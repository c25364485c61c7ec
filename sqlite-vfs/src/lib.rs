//! Create a custom SQLite virtual file system by implementing the [Vfs] trait
//! and registering it using [register].
//!
//! All trait methods are synchronous: a registered VFS runs inline with the
//! SQLite call that entered it and must complete every operation before
//! returning.

pub mod error;
pub mod io;
pub mod state;
pub mod vfs;

use std::borrow::Cow;
use std::ffi::CString;
use std::mem::size_of;
use std::ops::Range;
use std::ptr::{null_mut, NonNull};
use std::sync::{Arc, Mutex};
use std::time::Duration;

use state::{FileState, State};

/// A file opened by a [Vfs].
pub trait DatabaseHandle {
    type Error: std::error::Error;

    /// Return the current size in bytes of the file.
    fn size(&self) -> Result<u64, error::Error<Self::Error>>;

    /// Fill `buf` with the bytes at `offset`. A range past the end of the
    /// file must zero-fill `buf` and return [error::Error::ShortRead].
    fn read_exact_at(&mut self, buf: &mut [u8], offset: u64)
        -> Result<(), error::Error<Self::Error>>;

    /// Write all of `buf` at `offset`.
    fn write_all_at(&mut self, buf: &[u8], offset: u64) -> Result<(), error::Error<Self::Error>>;

    /// Make sure all writes are committed to the underlying storage. If
    /// `data_only` is set to `true`, only the data and not the metadata (like
    /// size, access time, etc) should be synced.
    fn sync(&mut self, data_only: bool) -> Result<(), error::Error<Self::Error>>;

    /// Set the file to the specified `size`.
    fn set_len(&mut self, size: u64) -> Result<(), error::Error<Self::Error>>;

    /// Lock the file. Returns whether the requested lock could be acquired.
    /// Locking sequence:
    /// - The lock is never moved from [LockKind::None] to anything higher than
    ///   [LockKind::Shared].
    /// - A [LockKind::Pending] is never requested explicitly.
    /// - A [LockKind::Shared] is always held when a [LockKind::Reserved] lock
    ///   is requested.
    fn lock(&mut self, lock: LockKind) -> Result<bool, error::Error<Self::Error>>;

    /// Unlock the file.
    fn unlock(&mut self, lock: LockKind) -> Result<bool, error::Error<Self::Error>> {
        self.lock(lock)
    }

    /// Check if any other handle of the same file holds a
    /// [LockKind::Reserved], [LockKind::Pending] or [LockKind::Exclusive]
    /// lock.
    fn reserved(&mut self) -> Result<bool, error::Error<Self::Error>>;

    /// Return the current [LockKind] of this handle.
    fn current_lock(&self) -> Result<LockKind, error::Error<Self::Error>>;

    /// Intercept a `PRAGMA name [= value]` statement before SQLite processes
    /// it. `Ok(())` lets normal pragma processing continue; an error aborts
    /// the statement with the corresponding SQLite code.
    fn pragma(
        &mut self,
        _name: &str,
        _value: Option<&str>,
    ) -> Result<(), error::Error<Self::Error>> {
        Ok(())
    }

    /// Change the chunk size of the file to `chunk_size`.
    fn set_chunk_size(&self, _chunk_size: usize) -> Result<(), error::Error<Self::Error>> {
        Ok(())
    }

    /// Check if the underlying data of the handle got moved or deleted. When
    /// moved, the handle can still be read from, but not written to anymore.
    fn moved(&self) -> Result<bool, error::Error<Self::Error>> {
        Ok(false)
    }

    /// Map the shared-memory region `region` (each region is `size` bytes)
    /// and return a pointer that stays valid until the region is deleted.
    /// With `extend` unset, a region that does not exist yet is reported as
    /// `None` instead of being allocated.
    fn shm_map(
        &mut self,
        region: u32,
        size: usize,
        extend: bool,
    ) -> Result<Option<NonNull<u8>>, error::Error<Self::Error>>;

    /// Acquire the lock-table slots `slots` in `mode`. Returns `false` when a
    /// competing holder blocks the acquisition.
    fn shm_lock(
        &mut self,
        slots: Range<u8>,
        mode: ShmLockMode,
    ) -> Result<bool, error::Error<Self::Error>>;

    /// Release the lock-table slots `slots` held by this handle in `mode`.
    /// Slots the handle does not hold are skipped.
    fn shm_unlock(
        &mut self,
        slots: Range<u8>,
        mode: ShmLockMode,
    ) -> Result<(), error::Error<Self::Error>>;

    /// Memory barrier between writes to the shared-memory region.
    fn shm_barrier(&self) {}

    /// Release this handle's shared-memory mapping; with `delete` set, the
    /// shared memory is destroyed once the last handle unmaps.
    fn shm_unmap(&mut self, delete: bool) -> Result<(), error::Error<Self::Error>>;
}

> Task objective: Among the lines above, which hold the word "moved"? Report each one.

> Task result:
    /// - The lock is never moved from [LockKind::None] to anything higher than
    /// Check if the underlying data of the handle got moved or deleted. When
    /// moved, the handle can still be read from, but not written to anymore.
    fn moved(&self) -> Result<bool, error::Error<Self::Error>> {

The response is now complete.